Yes, half of our ideas are brilliant. But we rarely know which half. We can save our enterprises from ourselves only by making great hires consistently and as a matter of highest priority. Says Jeffrey Hollender,

One of the unfortunate parts of being perceived as being successful or being wise or smart is that people think you know what you are doing. I know that is not the case 84but not a lot of other people do. I try to approach each day remembering that I know very little of what there is to know and look forward to other people helping me to understand the things that I do not understand.2

Running a social enterprise is not for the weak of heart. In every single way we can think of, it is more complicated than running a non-social enterprise. You need better people than your NSE competitors just to play them to a draw. You need much better people to win.


Table Stakes

There is no substitute for good old-fashioned dinero.

Your mission, your working conditions, your ability to inspire and empower as a leader are all great assets. But if you truly intend to compete with traditional businesses, then your pay scales must at least be within a standard deviation or two of your competitors’. There’s simply no getting around it.

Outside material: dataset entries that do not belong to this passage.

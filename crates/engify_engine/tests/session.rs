use std::sync::Once;
use std::time::{Duration, Instant};

use engify_core::dom::{DomEvent, DomEventKind, DomView};
use engify_core::{InteractionTarget, Phase, Viewport, MSG_FAILED, MSG_NO_CONTEXT};
use engify_engine::{
    element_by_id, load_document, select_text, PageSession, RelayClient, RelayHandle,
    RelaySettings,
};
use pretty_assertions::assert_eq;
use serde_json::json;
use wiremock::matchers::{body_partial_json, method};
use wiremock::{Mock, MockServer, ResponseTemplate};

fn init_logging() {
    static INIT: Once = Once::new();
    INIT.call_once(engify_logging::initialize_for_tests);
}

fn relay_for(server: &MockServer) -> RelayHandle {
    RelayHandle::new(RelayClient::new(RelaySettings {
        endpoint: format!("{}/", server.uri()),
        initial_retry_delay: Duration::from_millis(5),
        ..RelaySettings::default()
    }))
}

/// Simulates a pointer-up after the user selected `needle` and lets the debounce settle.
fn select(session: &mut PageSession, needle: &str) {
    assert!(select_text(session.document_mut(), needle));
    let now = Instant::now();
    session.interaction(now, InteractionTarget::Page);
    session.tick(now + Duration::from_millis(60));
}

#[tokio::test(flavor = "multi_thread")]
async fn textarea_selection_is_enhanced_in_place() {
    init_logging();
    let server = MockServer::start().await;
    Mock::given(method("POST"))
        .and(body_partial_json(json!({"text": "helo wrold", "mode": "enhance"})))
        .respond_with(
            ResponseTemplate::new(200)
                .set_body_json(json!({"success": true, "enhancedText": "Hello world"})),
        )
        .mount(&server)
        .await;

    let document = load_document(r#"<body><textarea id="box">helo wrold</textarea></body>"#);
    let field = element_by_id(&document, "box").expect("textarea");
    let mut session = PageSession::new(document, relay_for(&server));

    select(&mut session, "helo wrold");
    assert_eq!(session.state().view().affordance.label, "Fix me!");
    assert!(session.affordance_placement(30.0).is_some());

    session.activate(Instant::now());
    assert_eq!(session.state().phase(), Phase::Busy);
    assert!(session.wait_until_settled(Duration::from_secs(5)));

    assert_eq!(session.state().phase(), Phase::Idle);
    assert_eq!(session.document().field_value(field), Some("Hello world"));
    assert_eq!(
        session.document().events(),
        &[
            DomEvent {
                target: field,
                kind: DomEventKind::Input
            },
            DomEvent {
                target: field,
                kind: DomEventKind::Change
            },
        ]
    );
    assert!(!session.state().view().affordance.visible);
}

#[tokio::test(flavor = "multi_thread")]
async fn contenteditable_selection_is_replaced() {
    init_logging();
    let server = MockServer::start().await;
    Mock::given(method("POST"))
        .respond_with(
            ResponseTemplate::new(200)
                .set_body_json(json!({"success": true, "enhancedText": "this"})),
        )
        .mount(&server)
        .await;

    let document = load_document(
        r#"<body><div id="editor" contenteditable="true"><p>fix thsi line</p></div></body>"#,
    );
    let editor = element_by_id(&document, "editor").expect("editor");
    let mut session = PageSession::new(document, relay_for(&server));

    select(&mut session, "thsi");
    session.activate(Instant::now());
    assert!(session.wait_until_settled(Duration::from_secs(5)));

    assert_eq!(session.document().text_of(editor), "fix this line");
}

#[tokio::test(flavor = "multi_thread")]
async fn relay_failure_shows_message_and_hides_later() {
    init_logging();
    let server = MockServer::start().await;
    Mock::given(method("POST"))
        .respond_with(ResponseTemplate::new(429).set_body_json(json!({"error": "All models failed"})))
        .mount(&server)
        .await;

    let document = load_document(r#"<textarea>some text</textarea>"#);
    let mut session = PageSession::new(document, relay_for(&server));

    select(&mut session, "some");
    session.activate(Instant::now());
    assert!(session.wait_until_settled(Duration::from_secs(5)));

    assert_eq!(session.state().phase(), Phase::Failed);
    assert_eq!(session.state().view().affordance.label, MSG_FAILED);
    assert_eq!(session.document().field_value(1), Some("some text"));

    let deadline = session.next_deadline().expect("hide timer");
    session.tick(deadline);
    assert_eq!(session.state().phase(), Phase::Idle);
    assert!(!session.state().view().affordance.visible);
}

#[tokio::test(flavor = "multi_thread")]
async fn summarize_without_context_never_calls_relay() {
    init_logging();
    let server = MockServer::start().await;

    let document = load_document(r#"<textarea>/summarize</textarea>"#);
    let mut session = PageSession::new(document, relay_for(&server));

    select(&mut session, "/summarize");
    assert_eq!(session.state().view().affordance.label, "Summarize");
    session.activate(Instant::now());

    assert_eq!(session.state().view().affordance.label, MSG_NO_CONTEXT);
    assert!(server.received_requests().await.unwrap().is_empty());
}

#[tokio::test(flavor = "multi_thread")]
async fn summarize_sends_thread_context() {
    init_logging();
    let server = MockServer::start().await;
    Mock::given(method("POST"))
        .and(body_partial_json(json!({
            "text": "",
            "context": "Can we ship today?\n\nOnly after the review.",
            "mode": "summarize"
        })))
        .respond_with(
            ResponseTemplate::new(200)
                .set_body_json(json!({"success": true, "enhancedText": "Ship after review."})),
        )
        .mount(&server)
        .await;

    let document = load_document(
        r#"<body><div class="chat-thread">
            <div class="message">Can we ship today?</div>
            <div class="message">Only after the review.</div>
            <div class="composer"><textarea id="reply">/summarize</textarea></div>
        </div></body>"#,
    );
    let field = element_by_id(&document, "reply").expect("reply");
    let mut session = PageSession::new(document, relay_for(&server));

    select(&mut session, "/summarize");
    session.activate(Instant::now());
    assert!(session.wait_until_settled(Duration::from_secs(5)));

    assert_eq!(
        session.document().field_value(field),
        Some("Ship after review.")
    );
}

#[tokio::test(flavor = "multi_thread")]
async fn hidden_page_ignores_interactions() {
    init_logging();
    let server = MockServer::start().await;
    let document = load_document(r#"<textarea autofocus>hello there</textarea>"#);
    let mut session = PageSession::new(document, relay_for(&server));

    session.set_hidden(Instant::now(), true);
    assert!(select_text(session.document_mut(), "hello"));
    let now = Instant::now();
    session.interaction(now, InteractionTarget::Page);
    session.tick(now + Duration::from_millis(60));
    assert!(!session.state().view().affordance.visible);

    session.set_hidden(Instant::now(), false);
    select(&mut session, "hello");
    assert!(session.state().view().affordance.visible);

    session.pointer_down_outside(Instant::now());
    assert!(!session.state().view().affordance.visible);
}

#[tokio::test(flavor = "multi_thread")]
async fn affordance_flips_below_near_the_top() {
    init_logging();
    let server = MockServer::start().await;
    let document = load_document(r#"<textarea>hello there</textarea>"#);
    let mut session = PageSession::new(document, relay_for(&server));
    session.set_viewport(Viewport {
        scroll_x: 0.0,
        scroll_y: 0.0,
    });

    select(&mut session, "hello");
    let placement = session.affordance_placement(30.0).expect("placement");
    assert!(!placement.above);
    assert_eq!(placement.top, 24.0 + 5.0);
}

#[tokio::test(flavor = "multi_thread")]
async fn releasing_on_the_affordance_keeps_the_selection() {
    init_logging();
    let server = MockServer::start().await;
    let document = load_document(r#"<textarea autofocus>hello there</textarea>"#);
    let mut session = PageSession::new(document, relay_for(&server));

    select(&mut session, "hello");
    assert!(session.state().view().affordance.visible);

    // Clicking the affordance collapses the page selection; the pointer-up lands on it.
    assert!(select_text(session.document_mut(), "there"));
    session.interaction(Instant::now(), InteractionTarget::Affordance);
    assert_eq!(session.next_deadline(), None);

    session.interaction(Instant::now(), InteractionTarget::Page);
    assert!(session.next_deadline().is_some());
}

Mike Hannigan’s company, Give Something Back, competes with Office Depot, OfficeMax, and Staples in one of the most brutal, price-competitive industries around. He says,

Not only do we compete for customers, but we also compete for employees. Competition for employees is based on meeting the market in compensation, benefits, and everything else. There is a twin dilemma for us. For example, the going rate for a driver is about $12 or $13 an hour for an entry-level driver. Nobody is going to get rich on $12 to $13 an hour. On the other hand, we are not going to be able to get any drivers for $10 an hour, because they are all going to go somewhere else. And if we’re willing to pay $15, we are not going to be in business for very 85long because our competitors who are paying $12 are obviously going to be able to exploit that cost differential by offering lower prices to the customers, who are not subsidizing a higher wage for our drivers.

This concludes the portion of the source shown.